*** Opening Source material ***

//! Logging initialization: human-readable or JSON lines to stdout, optionally teed to a file.

use std::fmt;
use std::fs::OpenOptions;
use std::io;
use std::str::FromStr;
use std::sync::Arc;

use tracing_subscriber::{
    fmt::format::{FmtSpan, Writer},
    fmt::time::FormatTime,
    fmt::writer::{BoxMakeWriter, MakeWriterExt},
    layer::SubscriberExt,
    util::SubscriberInitExt,
    EnvFilter, Registry,
};

use crate::error::CoreError;

/// Output format of log lines.
#[derive(Debug, Clone, Copy, Default, PartialEq, Eq)]
pub enum LogFormat {
    /// `YYYY-MM-DD HH:MM:SS LEVEL target: message key=value ...`
    #[default]
    Text,
    /// One JSON object per event.
    Json,
}

impl FromStr for LogFormat {
    type Err = CoreError;

    fn from_str(s: &str) -> Result<Self, Self::Err> {
        match s.trim().to_ascii_lowercase().as_str() {
            "text" | "plain" => Ok(Self::Text),
            "json" => Ok(Self::Json),
            other => Err(CoreError::UnknownLogFormat(other.to_string())),
        }
    }
}

impl fmt::Display for LogFormat {
    fn fmt(&self, f: &mut fmt::Formatter<'_>) -> fmt::Result {
        match self {
            Self::Text => f.write_str("text"),
            Self::Json => f.write_str("json"),
        }
    }
}

/// Local time in `YYYY-MM-DD HH:MM:SS` for human-readable log lines.
struct ChronoLocal;

impl FormatTime for ChronoLocal {
    fn format_time(&self, w: &mut Writer<'_>) -> std::fmt::Result {
        let t = chrono::Local::now().format("%Y-%m-%d %H:%M:%S");
        write!(w, "{} ", t)
    }
}

/// Initializes the global tracing subscriber.
///
/// Lines go to stdout and, when `log_file_path` is given, are appended to that file as well.
/// No ANSI codes so the log file stays plain text.
/// Log level from `RUST_LOG` (e.g. `info`, `debug`); default `info`. Load `.env` before calling.
pub fn init_tracing(format: LogFormat, log_file_path: Option<&str>) -> Result<(), CoreError> {
    let writer = match log_file_path {
        Some(path) => {
            let file = OpenOptions::new().create(true).append(true).open(path)?;
            BoxMakeWriter::new(io::stdout.and(Arc::new(file)))
        }
        None => BoxMakeWriter::new(io::stdout),
    };

    let env_filter = EnvFilter::try_from_default_env().unwrap_or_else(|_| EnvFilter::new("info"));

    let (text_layer, json_layer) = match format {
        LogFormat::Text => {
            let event_format = tracing_subscriber::fmt::format()
                .with_timer(ChronoLocal)
                .with_level(true)
                .with_target(true)
                .with_thread_ids(false);

            let layer = tracing_subscriber::fmt::layer()
                .with_writer(writer)
                .event_format(event_format)
                .with_span_events(FmtSpan::NONE)
                .with_ansi(false);
            (Some(layer), None)
        }
        LogFormat::Json => {
            let layer = tracing_subscriber::fmt::layer()
                .json()
                .with_writer(writer)
                .with_current_span(false)
                .with_span_list(false)
                .with_ansi(false);
            (None, Some(layer))
        }
    };

    Registry::default()
        .with(env_filter)
        .with(text_layer)
        .with(json_layer)
        .try_init()
        .map_err(|e| CoreError::Logging(format!("Failed to set global subscriber: {}", e)))?;

    Ok(())
}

*** Closing Source material ***

> What you should do: Write down the entries above again. Copy them word for word.

> Expected answer:
//! Logging initialization: human-readable or JSON lines to stdout, optionally teed to a file.

use std::fmt;
use std::fs::OpenOptions;
use std::io;
use std::str::FromStr;
use std::sync::Arc;

use tracing_subscriber::{
    fmt::format::{FmtSpan, Writer},
    fmt::time::FormatTime,
    fmt::writer::{BoxMakeWriter, MakeWriterExt},
    layer::SubscriberExt,
    util::SubscriberInitExt,
    EnvFilter, Registry,
};

use crate::error::CoreError;

/// Output format of log lines.
#[derive(Debug, Clone, Copy, Default, PartialEq, Eq)]
pub enum LogFormat {
    /// `YYYY-MM-DD HH:MM:SS LEVEL target: message key=value ...`
    #[default]
    Text,
    /// One JSON object per event.
    Json,
}

impl FromStr for LogFormat {
    type Err = CoreError;

    fn from_str(s: &str) -> Result<Self, Self::Err> {
        match s.trim().to_ascii_lowercase().as_str() {
            "text" | "plain" => Ok(Self::Text),
            "json" => Ok(Self::Json),
            other => Err(CoreError::UnknownLogFormat(other.to_string())),
        }
    }
}

impl fmt::Display for LogFormat {
    fn fmt(&self, f: &mut fmt::Formatter<'_>) -> fmt::Result {
        match self {
            Self::Text => f.write_str("text"),
            Self::Json => f.write_str("json"),
        }
    }
}

/// Local time in `YYYY-MM-DD HH:MM:SS` for human-readable log lines.
struct ChronoLocal;

impl FormatTime for ChronoLocal {
    fn format_time(&self, w: &mut Writer<'_>) -> std::fmt::Result {
        let t = chrono::Local::now().format("%Y-%m-%d %H:%M:%S");
        write!(w, "{} ", t)
    }
}

/// Initializes the global tracing subscriber.
///
/// Lines go to stdout and, when `log_file_path` is given, are appended to that file as well.
/// No ANSI codes so the log file stays plain text.
/// Log level from `RUST_LOG` (e.g. `info`, `debug`); default `info`. Load `.env` before calling.
pub fn init_tracing(format: LogFormat, log_file_path: Option<&str>) -> Result<(), CoreError> {
    let writer = match log_file_path {
        Some(path) => {
            let file = OpenOptions::new().create(true).append(true).open(path)?;
            BoxMakeWriter::new(io::stdout.and(Arc::new(file)))
        }
        None => BoxMakeWriter::new(io::stdout),
    };

    let env_filter = EnvFilter::try_from_default_env().unwrap_or_else(|_| EnvFilter::new("info"));

    let (text_layer, json_layer) = match format {
        LogFormat::Text => {
            let event_format = tracing_subscriber::fmt::format()
                .with_timer(ChronoLocal)
                .with_level(true)
                .with_target(true)
                .with_thread_ids(false);

            let layer = tracing_subscriber::fmt::layer()
                .with_writer(writer)
                .event_format(event_format)
                .with_span_events(FmtSpan::NONE)
                .with_ansi(false);
            (Some(layer), None)
        }
        LogFormat::Json => {
            let layer = tracing_subscriber::fmt::layer()
                .json()
                .with_writer(writer)
                .with_current_span(false)
                .with_span_list(false)
                .with_ansi(false);
            (None, Some(layer))
        }
    };

    Registry::default()
        .with(env_filter)
        .with(text_layer)
        .with(json_layer)
        .try_init()
        .map_err(|e| CoreError::Logging(format!("Failed to set global subscriber: {}", e)))?;

    Ok(())
}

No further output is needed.